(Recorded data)
use crate::{Context, Result};
use anyhow::{anyhow, bail};
use forwardemail::aliases::Alias;
use std::{
    fmt,
    io::{self, BufRead, Write},
    str::FromStr,
};

use super::{SyncMode, SyncRequest};

/// What to do with an alias that exists on both sides with different state.
#[derive(Debug, Clone, Copy, PartialEq, Eq)]
pub enum ConflictStrategy {
    /// The source side's state is copied over the target side's
    Overwrite,
    /// The conflict is left untouched
    Skip,
    /// Recipient and label sets are unioned
    Merge,
}

impl FromStr for ConflictStrategy {
    type Err = crate::Error;
    fn from_str(s: &str) -> Result<Self> {
        match s.to_lowercase().as_str() {
            "overwrite" => Ok(Self::Overwrite),
            "skip" => Ok(Self::Skip),
            "merge" => Ok(Self::Merge),
            _ => Err(anyhow!(
                "invalid conflict strategy {s}, expected overwrite, skip or merge"
            )),
        }
    }
}

impl fmt::Display for ConflictStrategy {
    fn fmt(&self, f: &mut fmt::Formatter<'_>) -> fmt::Result {
        match self {
            Self::Overwrite => f.write_str("overwrite"),
            Self::Skip => f.write_str("skip"),
            Self::Merge => f.write_str("merge"),
        }
    }
}

/// A resolver's answer for one conflict. With `remember` set the planner
/// applies the strategy to every remaining conflict in the run without
/// asking again.
#[derive(Debug, Clone, Copy, PartialEq)]
pub struct Decision {
    pub strategy: ConflictStrategy,
    pub remember: bool,
}

/// Decides conflicts for the planner. The planner itself never touches a
/// terminal; interactivity lives behind this seam so planning stays testable.
pub trait ConflictResolver {
    fn resolve(&mut self, name: &str, src: &Alias, dst: &Alias) -> Result<Decision>;
}

/// Applies one fixed strategy to every conflict.
#[derive(Debug)]
pub struct FixedResolver(pub ConflictStrategy);

impl ConflictResolver for FixedResolver {
    fn resolve(&mut self, _name: &str, _src: &Alias, _dst: &Alias) -> Result<Decision> {
        Ok(Decision {
            strategy: self.0,
            remember: true,
        })
    }
}

/// Prompts for each conflict. Answers are a strategy word or its first
/// letter; capitalizing the answer applies it to all remaining conflicts.
/// Closed input aborts the run.
pub struct InteractiveResolver<R, W> {
    source: String,
    target: String,
    input: R,
    output: W,
}

impl InteractiveResolver<io::BufReader<io::Stdin>, io::Stderr> {
    pub fn stdin(source: &str, target: &str) -> Self {
        Self::new(source, target, io::BufReader::new(io::stdin()), io::stderr())
    }
}

impl<R: BufRead, W: Write> InteractiveResolver<R, W> {
    pub fn new(source: &str, target: &str, input: R, output: W) -> Self {
        Self {
            source: source.to_string(),
            target: target.to_string(),
            input,
            output,
        }
    }

    fn describe(&mut self, name: &str, src: &Alias, dst: &Alias) -> io::Result<()> {
        writeln!(self.output, "alias \"{name}\" differs:")?;
        writeln!(self.output, "  {}: {}", self.source, describe_alias(src))?;
        writeln!(self.output, "  {}: {}", self.target, describe_alias(dst))
    }
}

fn describe_alias(alias: &Alias) -> String {
    let state = if alias.is_enabled {
        "enabled"
    } else {
        "disabled"
    };
    let mut described = format!("{} ({state})", alias.recipients.join(", "));
    if !alias.labels.is_empty() {
        described.push_str(&format!(" labels: {}", alias.labels.join(", ")));
    }
    described
}

impl<R: BufRead, W: Write> ConflictResolver for InteractiveResolver<R, W> {
    fn resolve(&mut self, name: &str, src: &Alias, dst: &Alias) -> Result<Decision> {
        self.describe(name, src, dst)
            .context("writing conflict prompt")?;
        loop {
            write!(
                self.output,
                "resolve with [o]verwrite, [s]kip or [m]erge (capitalize to apply to all): "
            )
            .context("writing conflict prompt")?;
            self.output.flush().context("writing conflict prompt")?;

            let mut answer = String::new();
            let read = self
                .input
                .read_line(&mut answer)
                .context("reading conflict answer")?;
            if read == 0 {
                bail!("input closed before alias {name} was resolved");
            }
            if let Some(decision) = parse_answer(&answer) {
                return Ok(decision);
            }
            writeln!(self.output, "unrecognized answer {:?}", answer.trim())
                .context("writing conflict prompt")?;
        }
    }
}

fn parse_answer(answer: &str) -> Option<Decision> {
    let answer = answer.trim();
    let remember = answer
        .chars()
        .next()
        .is_some_and(|first| first.is_ascii_uppercase());
    let strategy = match answer.to_lowercase().as_str() {
        "o" | "overwrite" => ConflictStrategy::Overwrite,
        "s" | "skip" => ConflictStrategy::Skip,
        "m" | "merge" => ConflictStrategy::Merge,
        _ => return None,
    };
    Some(Decision { strategy, remember })
}

/// Pick the resolver for a run. The one way modes resolve conflicts by
/// definition (the target adopts the source's state) and never prompt.
/// Merge mode prompts unless a strategy was given; under dry-run it falls
/// back to the merge strategy instead of prompting.
pub fn for_request(request: &SyncRequest) -> Box<dyn ConflictResolver> {
    match request.strategy {
        Some(strategy) => Box::new(FixedResolver(strategy)),
        None if request.mode != SyncMode::Merge => {
            Box::new(FixedResolver(ConflictStrategy::Overwrite))
        }
        None if request.dry_run => Box::new(FixedResolver(ConflictStrategy::Merge)),
        None => Box::new(InteractiveResolver::stdin(&request.source, &request.target)),
    }
}
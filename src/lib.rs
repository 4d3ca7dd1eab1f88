// src/lib.rs

pub mod config;
pub mod error;
pub mod grading;
pub mod handlers;
pub mod models;
pub mod routes;
pub mod state;
pub mod store;

// Re-export specific items for convenience if needed
pub use routes::create_router;
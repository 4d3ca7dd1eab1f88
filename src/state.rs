use crate::config::Config;
use axum::extract::FromRef;
use sqlx::SqlitePool;

#[derive(Clone)]
pub struct AppState {
    pub pool: SqlitePool,
    pub config: Config,
}

impl FromRef<AppState> for SqlitePool {
    fn from_ref(state: &AppState) -> Self {
        state.pool.clone()
    }
}

impl FromRef<AppState> for Config {
    fn from_ref(state: &AppState) -> Self {
        state.config.clone()
    }
}
// src/grading.rs

use std::collections::HashMap;

use serde::{Deserialize, Serialize};
use serde_json::Value;

use crate::models::quiz::{CorrectSpec, Question};

/// A raw answer value before normalization against an options list.
#[derive(Debug, Clone, Copy)]
pub enum RawAnswer<'a> {
    Int(i64),
    Str(&'a str),
    Missing,
}

impl<'a> From<&'a Value> for RawAnswer<'a> {
    fn from(value: &'a Value) -> Self {
        if let Some(n) = value.as_i64() {
            RawAnswer::Int(n)
        } else if let Some(s) = value.as_str() {
            RawAnswer::Str(s)
        } else {
            // Booleans, floats, arrays etc. degrade to ungraded.
            RawAnswer::Missing
        }
    }
}

impl<'a> From<&'a CorrectSpec> for RawAnswer<'a> {
    fn from(spec: &'a CorrectSpec) -> Self {
        match spec {
            CorrectSpec::Index(n) => RawAnswer::Int(*n),
            CorrectSpec::Text(s) => RawAnswer::Str(s),
        }
    }
}

/// An answer normalized against a question's options.
///
/// `index` is present when the value resolved to a position in the options
/// list. `text` without `index` means a free-text value kept for the
/// text-equality fallback. Neither present means unresolvable.
#[derive(Debug, Clone, Default, PartialEq)]
pub struct ResolvedAnswer {
    pub index: Option<usize>,
    pub text: Option<String>,
}

/// Normalizes a raw answer value against an options list.
///
/// The single normalization point for both sides of the comparison. An
/// in-range integer becomes an index plus its option text; a string matching
/// an option becomes that option's index plus text. With `keep_free_text`, a
/// string absent from the options is kept verbatim (index-less) so it can
/// still be compared by text; without it, such a string is unresolvable.
pub fn resolve_answer(raw: RawAnswer<'_>, options: &[String], keep_free_text: bool) -> ResolvedAnswer {
    match raw {
        RawAnswer::Int(n) => {
            if n >= 0 && (n as usize) < options.len() {
                let idx = n as usize;
                ResolvedAnswer {
                    index: Some(idx),
                    text: Some(options[idx].clone()),
                }
            } else {
                ResolvedAnswer::default()
            }
        }
        RawAnswer::Str(s) => match options.iter().position(|opt| opt == s) {
            Some(idx) => ResolvedAnswer {
                index: Some(idx),
                text: Some(options[idx].clone()),
            },
            None if keep_free_text => ResolvedAnswer {
                index: None,
                text: Some(s.to_string()),
            },
            None => ResolvedAnswer::default(),
        },
        RawAnswer::Missing => ResolvedAnswer::default(),
    }
}

/// Normalizes a question's correct-answer spec. An unresolvable spec (index
/// out of range, text not among the options) yields an empty resolution and
/// the question can never grade as correct.
pub fn resolve_correct(spec: &CorrectSpec, options: &[String]) -> ResolvedAnswer {
    resolve_answer(RawAnswer::from(spec), options, false)
}

/// Per-question grading record.
#[derive(Debug, Clone, PartialEq, Serialize, Deserialize)]
pub struct AnswerDetail {
    pub index: usize,
    pub question: String,
    pub options: Vec<String>,
    pub correct_text: Option<String>,
    pub correct_index: Option<usize>,
    pub user_text: Option<String>,
    pub user_index: Option<usize>,
    pub is_correct: bool,
}

/// Outcome of grading one submission against one quiz.
#[derive(Debug, Clone, PartialEq, Serialize, Deserialize)]
pub struct GradingOutcome {
    pub score: i64,
    pub total: i64,
    pub percentage: f64,
    pub details: Vec<AnswerDetail>,
}

/// Grades a raw answer submission against a quiz's question list.
///
/// Pure function: deterministic, no side effects, no storage access. Answers
/// are looked up by the string form of the question index. Comparison is
/// index-first; text equality is the fallback when either side lacks an
/// index. Malformed questions or answer values grade as incorrect rather
/// than aborting the submission.
pub fn grade(questions: &[Question], answers: &HashMap<String, Value>) -> GradingOutcome {
    let mut details = Vec::with_capacity(questions.len());
    let mut score: i64 = 0;

    for (i, question) in questions.iter().enumerate() {
        let correct = resolve_correct(&question.correct, &question.options);
        let raw = answers
            .get(&i.to_string())
            .map_or(RawAnswer::Missing, RawAnswer::from);
        let user = resolve_answer(raw, &question.options, true);

        let is_correct = match (correct.index, user.index) {
            (Some(c), Some(u)) => c == u,
            _ => match (&correct.text, &user.text) {
                (Some(c), Some(u)) => c == u,
                _ => false,
            },
        };

        if is_correct {
            score += 1;
        }

        details.push(AnswerDetail {
            index: i,
            question: question.text.clone(),
            options: question.options.clone(),
            correct_text: correct.text,
            correct_index: correct.index,
            user_text: user.text,
            user_index: user.index,
            is_correct,
        });
    }

    let total = questions.len() as i64;
    let percentage = if total > 0 {
        round2(score as f64 / total as f64 * 100.0)
    } else {
        0.0
    };

    GradingOutcome {
        score,
        total,
        percentage,
        details,
    }
}

fn round2(value: f64) -> f64 {
    (value * 100.0).round() / 100.0
}
// src/handlers/mod.rs

pub mod quiz;
pub mod result;
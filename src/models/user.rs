// src/models/user.rs

use serde::{Deserialize, Serialize};
use sqlx::FromRow;

/// Represents the 'users' table in the database.
/// Users are deduplicated by display name; a row is created on first
/// submission under that name.
#[derive(Debug, Clone, FromRow, Serialize, Deserialize)]
pub struct User {
    pub id: i64,
    pub name: String,
    pub created_at: chrono::DateTime<chrono::Utc>,
}
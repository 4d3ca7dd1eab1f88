// src/models/quiz.rs

use serde::{Deserialize, Serialize};
use sqlx::{prelude::FromRow, types::Json};
use validator::Validate;

use crate::grading;

/// The correct-answer specification of a question.
///
/// Quiz-authoring tools emit either a 0-based index into `options` or the
/// literal text of the correct option. Both forms are accepted on the wire
/// and normalized to an index by the grading module.
#[derive(Debug, Clone, PartialEq, Serialize, Deserialize)]
#[serde(untagged)]
pub enum CorrectSpec {
    Index(i64),
    Text(String),
}

/// A single multiple-choice question.
///
/// Wire shape: `{ "question": string, "options": [string, ...], "correct": int | string }`.
#[derive(Debug, Clone, PartialEq, Serialize, Deserialize)]
pub struct Question {
    #[serde(rename = "question")]
    pub text: String,

    /// Ordered list of options (e.g., ["Option A", "Option B"]).
    pub options: Vec<String>,

    pub correct: CorrectSpec,
}

/// Represents the 'quizzes' table in the database.
/// Questions are stored as a JSON array column; order is significant since
/// submissions reference questions by position.
#[derive(Debug, Clone, FromRow, Serialize, Deserialize)]
pub struct Quiz {
    pub id: String,
    pub title: String,
    pub questions: Json<Vec<Question>>,
    pub created_at: chrono::DateTime<chrono::Utc>,
}

/// Summary projection for listing quizzes (never includes question bodies).
#[derive(Debug, Serialize, FromRow)]
pub struct QuizSummary {
    pub id: String,
    pub title: String,
    pub created_at: chrono::DateTime<chrono::Utc>,
    /// Number of stored results for this quiz.
    pub attempts: i64,
    /// Average result percentage, absent until the first submission.
    pub avg_success: Option<f64>,
}

/// DTO for creating a new quiz.
#[derive(Debug, Deserialize, Validate)]
pub struct CreateQuizRequest {
    #[validate(length(min = 1, max = 200))]
    pub title: String,
    #[validate(custom(function = validate_questions))]
    pub questions: Vec<Question>,
}

fn validate_questions(questions: &[Question]) -> Result<(), validator::ValidationError> {
    for q in questions {
        if q.text.is_empty() {
            return Err(validator::ValidationError::new("question_text_empty"));
        }
        if q.options.is_empty() {
            return Err(validator::ValidationError::new("options_cannot_be_empty"));
        }
        if grading::resolve_correct(&q.correct, &q.options).index.is_none() {
            return Err(validator::ValidationError::new(
                "correct_answer_not_in_options",
            ));
        }
    }
    Ok(())
}
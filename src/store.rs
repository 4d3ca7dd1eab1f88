// src/store.rs

use chrono::Utc;
use sqlx::{SqlitePool, types::Json};
use uuid::Uuid;

use crate::{
    error::AppError,
    grading::GradingOutcome,
    models::{
        quiz::{Question, Quiz, QuizSummary},
        result::{ResultRecord, ResultSummary},
        user::User,
    },
};

/// Inserts a new quiz and returns the stored row.
///
/// The id is a random UUID token; timestamp-derived ids collide under rapid
/// successive creation. Per the creation-time convention, the stored title
/// carries a human-readable timestamp prefix while `created_at` stays a
/// separate field.
pub async fn create_quiz(
    pool: &SqlitePool,
    title: &str,
    questions: Vec<Question>,
) -> Result<Quiz, AppError> {
    let created_at = Utc::now();
    let quiz = Quiz {
        id: Uuid::new_v4().to_string(),
        title: format!("[{}] {}", created_at.format("%Y-%m-%d %H:%M"), title),
        questions: Json(questions),
        created_at,
    };

    sqlx::query("INSERT INTO quizzes (id, title, questions, created_at) VALUES (?, ?, ?, ?)")
        .bind(&quiz.id)
        .bind(&quiz.title)
        .bind(&quiz.questions)
        .bind(quiz.created_at)
        .execute(pool)
        .await?;

    Ok(quiz)
}

/// Fetches a quiz by id, including its question bodies.
pub async fn get_quiz(pool: &SqlitePool, id: &str) -> Result<Quiz, AppError> {
    sqlx::query_as::<_, Quiz>("SELECT id, title, questions, created_at FROM quizzes WHERE id = ?")
        .bind(id)
        .fetch_optional(pool)
        .await?
        .ok_or(AppError::NotFound("Quiz not found".to_string()))
}

/// Lists quiz summaries with per-quiz attempt count and average success,
/// newest first. Never loads question bodies.
pub async fn list_quizzes(pool: &SqlitePool) -> Result<Vec<QuizSummary>, AppError> {
    let summaries = sqlx::query_as::<_, QuizSummary>(
        r#"
        SELECT
            q.id,
            q.title,
            q.created_at,
            COUNT(r.id) AS attempts,
            ROUND(AVG(r.percentage), 2) AS avg_success
        FROM quizzes q
        LEFT JOIN results r ON r.quiz_id = q.id
        GROUP BY q.id
        ORDER BY q.created_at DESC
        "#,
    )
    .fetch_all(pool)
    .await?;

    Ok(summaries)
}

/// Finds or creates the user row for a display name.
pub async fn get_or_create_user(pool: &SqlitePool, name: &str) -> Result<User, AppError> {
    let user = sqlx::query_as::<_, User>(
        r#"
        INSERT INTO users (name, created_at)
        VALUES (?, ?)
        ON CONFLICT(name) DO UPDATE SET name = excluded.name
        RETURNING id, name, created_at
        "#,
    )
    .bind(name)
    .bind(Utc::now())
    .fetch_one(pool)
    .await?;

    Ok(user)
}

/// Persists a grading outcome as a new result row and returns it.
pub async fn save_result(
    pool: &SqlitePool,
    quiz_id: &str,
    user_id: i64,
    user_name: &str,
    outcome: GradingOutcome,
) -> Result<ResultRecord, AppError> {
    let record = sqlx::query_as::<_, ResultRecord>(
        r#"
        INSERT INTO results (quiz_id, user_id, user_name, score, total, percentage, details, created_at)
        VALUES (?, ?, ?, ?, ?, ?, ?, ?)
        RETURNING id, quiz_id, user_id, user_name, score, total, percentage, details, created_at
        "#,
    )
    .bind(quiz_id)
    .bind(user_id)
    .bind(user_name)
    .bind(outcome.score)
    .bind(outcome.total)
    .bind(outcome.percentage)
    .bind(Json(outcome.details))
    .bind(Utc::now())
    .fetch_one(pool)
    .await?;

    Ok(record)
}

/// Lists result summaries for a quiz, oldest first.
pub async fn results_by_quiz(
    pool: &SqlitePool,
    quiz_id: &str,
) -> Result<Vec<ResultSummary>, AppError> {
    let results = sqlx::query_as::<_, ResultSummary>(
        r#"
        SELECT id, user_name, score, total, percentage, created_at
        FROM results
        WHERE quiz_id = ?
        ORDER BY created_at ASC, id ASC
        "#,
    )
    .bind(quiz_id)
    .fetch_all(pool)
    .await?;

    Ok(results)
}

/// Fetches a single stored result with its full detail trail.
pub async fn get_result(pool: &SqlitePool, id: i64) -> Result<ResultRecord, AppError> {
    sqlx::query_as::<_, ResultRecord>(
        r#"
        SELECT id, quiz_id, user_id, user_name, score, total, percentage, details, created_at
        FROM results
        WHERE id = ?
        "#,
    )
    .bind(id)
    .fetch_optional(pool)
    .await?
    .ok_or(AppError::NotFound("Result not found".to_string()))
}
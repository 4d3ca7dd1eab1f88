// src/config.rs

use dotenvy::dotenv;
use std::env;

#[derive(Debug, Clone)]
pub struct Config {
    pub database_url: String,
    pub port: u16,
    pub rust_log: String,
}

impl Config {
    pub fn from_env() -> Self {
        dotenv().ok();

        let database_url =
            env::var("DATABASE_URL").unwrap_or_else(|_| "sqlite:quiz.db?mode=rwc".to_string());

        let port = env::var("PORT")
            .ok()
            .and_then(|p| p.parse().ok())
            .unwrap_or(5000);

        let rust_log = env::var("RUST_LOG").unwrap_or_else(|_| "info".to_string());

        Self {
            database_url,
            port,
            rust_log,
        }
    }
}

> **Your goal**
Search the entries above for the string "stays". Copy each line in which it appears.

> **Written solution**
/// terminal; interactivity lives behind this seam so planning stays testable.
/// carries a human-readable timestamp prefix while `created_at` stays a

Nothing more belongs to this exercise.